Arbitration/Employment/Unconscionability/FAA: Employee’s Waiver Of Dispute Resolution Berman Hearing In Favor Of Arbitration, While Not Per Se Improper, Could Still Be Unconscionable

SCOTUS Ruling In Concepcion Causes California Supreme Court To Change Its Position On Waiver of Berman Hearing  

     So what is a Berman hearing?  It is a dispute resolution forum established by the Legislature to assist employees in recovering wages owed.  Labor Code section 98.  The procedure is named after legislator Howard Berman, who instituted it.

     In Sonic-Calabasas A, Inc. v. Moreno, 51 Cal.4th 659 (2011) (Sonic I), the California Supreme Court “held as a categorical rule that it is contrary to public policy and unconscionable for an employer to require an employee, as a condition of employment, to waive the right to a Berman hearing . . . “ Sonic-Calabasas A, Inc.,, v. Moreno, Case No. S174475 (Cal. Sup. Ct. Oct. 17, 2013) (Sonic II).

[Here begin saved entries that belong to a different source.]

use crate::core::dispatcher::RegionStatus;
use crate::core::pipeline::RunOutcome;
use comfy_table::modifiers::UTF8_ROUND_CORNERS;
use comfy_table::presets::UTF8_FULL;
use comfy_table::{Attribute, Cell, CellAlignment, Color, ContentArrangement, Table};

/// Console table of every region with its read support and status.
pub fn region_table(outcome: &RunOutcome) -> Table {
    let mut table = Table::new();
    table
        .load_preset(UTF8_FULL)
        .apply_modifier(UTF8_ROUND_CORNERS)
        .set_content_arrangement(ContentArrangement::Dynamic);

    table.set_header(
        ["Region", "Reads", "% aligned", "Status", "Genes"]
            .into_iter()
            .map(|h| Cell::new(h).add_attribute(Attribute::Bold).fg(Color::Cyan)),
    );

    for region in &outcome.regions {
        let status = match &region.status {
            RegionStatus::Analyzed => Cell::new("analyzed").fg(Color::Green),
            RegionStatus::Failed(_) => Cell::new(region.status.to_string()).fg(Color::Red),
            RegionStatus::Skipped(_) => Cell::new(region.status.to_string()).fg(Color::DarkGrey),
        };
        table.add_row(vec![
            Cell::new(&region.name),
            Cell::new(region.decision.reads).set_alignment(CellAlignment::Right),
            Cell::new(format!("{:.2}", region.decision.percentage))
                .set_alignment(CellAlignment::Right),
            status,
            Cell::new(region.genes.as_deref().unwrap_or("")),
        ]);
    }
    table
}

/// Read totals as label/value pairs.
pub fn totals(outcome: &RunOutcome) -> Vec<(&'static str, String)> {
    let totals = &outcome.run.totals;
    let prep = &totals.preparation;
    let mut rows = vec![
        ("Mode", outcome.run.mode.to_string()),
        ("Input reads", prep.input_reads.to_string()),
        ("Processed reads", totals.processed_reads.to_string()),
    ];
    if prep.merged {
        rows.push(("Unmerged pairs", prep.unmerged_pairs.to_string()));
    }
    if let Some(length) = prep.average_processed_length {
        rows.push(("Average read length", format!("{:.1}", length)));
    }
    rows.push(("Aligned reads", totals.aligned_reads.to_string()));
    rows.push(("Unassigned reads", totals.unassigned_reads.to_string()));
    rows.push((
        "Regions analyzed",
        format!("{} of {}", outcome.count("analyzed"), outcome.regions.len()),
    ));
    rows.push(("Regions failed", outcome.count("failed").to_string()));
    rows
}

     In light of AT&T Mobility LLC v. Concepcion, 563 U.S. __ , 131 S.Ct. 1740 (2011), the California Supreme Court now holds in Sonic II that the Federal Arbitration Act preempts a state law rule “categorically prohibiting waiver of a Berman hearing in a predispute arbitration agreement imposed on an employee as a condition of employment.”  However, the agreement requiring that a Berman hearing to be bypassed in favor of arbitration “may be unconscionable if it is otherwise unreasonably one-sided in favor of the employer,” writes Justice Lui for the Majority.

     In other words, unconscionability depends on the totality of the circumstances.  And so, ‘[b]ecause evidence relevant to the unconscionability claim was not developed below,” the Court remands to the trial court in Sonic II to determine whether the arbitration agreement is unconscionable “under the principles set forth in this [very long!] opinion.”

     Justice Corrigan, while concurring, disagrees with the Majority’s “failure to articulate a clear standard for assessing the unconscionability of arbitration terms in employment agreements.”  And Justices Chin and Baxter, concurring and dissenting, agree with the preemption conclusion, but disagree with the decision to remand to the trial court to address unconscionability.  They believe the issue was forfeited, and that the plaintiff would never have been able to meet the burden of establishing unconscionability.